Try allow this services in tab:
- Dhcp
- icssvc
- SharedAccess
- WlanSvc
Some of them, i do not know what exactly, was required to correct working of Hotspot.
Hi, I have the same problem. I have allowed all the mentioned services, I can connect to my hotspot with my Android phone, but I get the message "This Wi-Fi network has no access to the internet"...
Cheers
I can confirm that even if I enable every rules, it still doesn't work and the firewall doesn't seem to detect the packets.
This is a problem for those who use hotspot. I deleted the Simple for this.
Recently my setup requires me to route all my Internet traffic through my Windows machine that was running simplewall for years.

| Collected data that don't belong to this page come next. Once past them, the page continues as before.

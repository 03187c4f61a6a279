//! AST to bytecode compiler.
//!
//! Each function body compiles independently into a [`FuncDef`]. Slot
//! layout is parameters, then plain locals, then captured names; the
//! module body carries no slots at all since its names live in the
//! module's globals. Jump targets are fixed up through the builder's
//! patch labels in a single pass.

use std::rc::Rc;

use ahash::{AHashMap, AHashSet};

use crate::expressions::{
    AssignTarget, BinOp, BoolOp, CallArg, Expr, ExprNode, FuncDefExpr, Stat, StatKind, UnaryOp,
};
use crate::intern::{Interns, StringId};
use crate::lexer::LexResult;
use crate::parse;

use super::builder::{CodeBuilder, JumpLabel};
use super::code::{Const, FuncDef};
use super::op::{Instr, NO_TARGET};

/// Lexes, parses, and compiles a module body.
pub(crate) fn compile_source(
    interns: &mut Interns,
    module: &Rc<str>,
    source: &str,
    expression: bool,
) -> Result<Rc<FuncDef>, crate::exception::CodeError> {
    let lexed: LexResult = crate::lexer::lex(source)?;
    let func = if expression {
        parse::parse_expression_module(&lexed.root)?
    } else {
        parse::parse_module(&lexed.root)?
    };
    Ok(compile_funcdef(
        interns,
        module,
        lexed.lines,
        &func,
        FnKind::Module,
    ))
}

#[derive(Debug, Clone, Copy, PartialEq, Eq)]
pub(crate) enum FnKind {
    Module,
    Function,
    /// A class body: its locals become the instance template, and `def`
    /// statements directly inside it produce methods.
    ClassBody,
}

struct LoopCtx {
    continue_target: u32,
    break_patches: Vec<JumpLabel>,
    try_depth: u16,
}

struct FnCompiler<'a> {
    b: CodeBuilder,
    interns: &'a mut Interns,
    module: Rc<str>,
    source: Rc<[Box<str>]>,
    slots: AHashMap<StringId, u16>,
    captures: AHashSet<StringId>,
    kind: FnKind,
    loops: Vec<LoopCtx>,
    try_depth: u16,
}

pub(crate) fn compile_funcdef(
    interns: &mut Interns,
    module: &Rc<str>,
    source: Rc<[Box<str>]>,
    func: &FuncDefExpr,
    kind: FnKind,
) -> Rc<FuncDef> {
    let mut locals: Vec<StringId> = Vec::new();
    let mut push_local = |interns: &mut Interns, locals: &mut Vec<StringId>, name: &str| {
        let id = interns.intern(name);
        if !locals.contains(&id) {
            locals.push(id);
        }
        id
    };

    let params: Vec<StringId> = func
        .params
        .iter()
        .map(|p| push_local(interns, &mut locals, &p.name))
        .collect();
    let star_args = func
        .star_args
        .as_ref()
        .map(|n| push_local(interns, &mut locals, n));
    let star_kwargs = func
        .star_kwargs
        .as_ref()
        .map(|n| push_local(interns, &mut locals, n));
    for name in &func.locals {
        push_local(interns, &mut locals, name);
    }
    let mut capture_slots = Vec::new();
    for name in &func.local_captures {
        let id = push_local(interns, &mut locals, name);
        let slot = locals.iter().position(|n| *n == id).expect("just pushed") as u16;
        capture_slots.push((slot, id));
    }

    let mut compiler = FnCompiler {
        b: CodeBuilder::new(),
        interns,
        module: module.clone(),
        source: source.clone(),
        slots: locals
            .iter()
            .enumerate()
            .map(|(i, n)| (*n, i as u16))
            .collect(),
        captures: capture_slots.iter().map(|(_, n)| *n).collect(),
        kind,
        loops: Vec::new(),
        try_depth: 0,
    };

    compiler.b.set_location(func.pos);
    compiler.compile_block(&func.body);
    // Implicit `return None` at the end of every body.
    let none = compiler.b.add_const(Const::None);
    compiler.b.emit(Instr::LoadConst(none));
    compiler.b.emit(Instr::Return);

    let defaults_count = func.params.iter().filter(|p| p.default.is_some()).count();
    let name: Rc<str> = Rc::from(func.name.as_str());
    Rc::new(FuncDef {
        code: compiler.b.build(),
        name,
        module: module.clone(),
        pos: func.pos,
        params,
        defaults_count,
        star_args,
        star_kwargs,
        locals,
        capture_slots,
        is_module_body: kind == FnKind::Module,
        source,
    })
}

I love this piece of software, yet I had to let it go for Internet Sharing service to work properly. I would really love to see this issue resolved and continue using simplewall.
@henrypp I think there is some issue in allowing internet access to services, which is preventing hotspot from working. As even after allowing 'wuauserv', connections made by that service get blocked (I check using LiveTCPUDPWatch tool from nirsoft, it show Process ID for applications making the connection). So, maybe some of the system rules aren't working which is preventing the hotspot from working even after enabling all system rules.
The hotspot network seems to be blocked even I turned off the filter until I rebooted the system and it worked again. The phone could access the host but could not reach beyond it.
When I entirely disable the filters the hotspot internet access still blocked until I reboot the system, I think it's deep hidden code inside SW who prevent unexpected things or in (WFP) feature. I hope SW resolve this issue, because Mobile hotspot is very useful.
i can get internet access through hotspot if i use the "disable filters" button without reboot but even if i allow every app, every service, every uwp app, every system rule, every user rule and allow blocklists for microsoft spying and telemetry/update/applications i cannot get internet through hotspot. really sucks because this is the best firewall ive found, one of the first applications i install on any new computer or fresh install of windows.
@devdzt This is exactly what I observed too. I also install SW as soon as I start my computer after fresh install.
@popdisk and @anwar-alsilwy Did you disable filters from SW, closing SW without disabling filters don't remove rules from WFP.
@TontyTon , I disabled the filters and exit from SW completely, but the hotspot internet access never return until I reboot the whole system.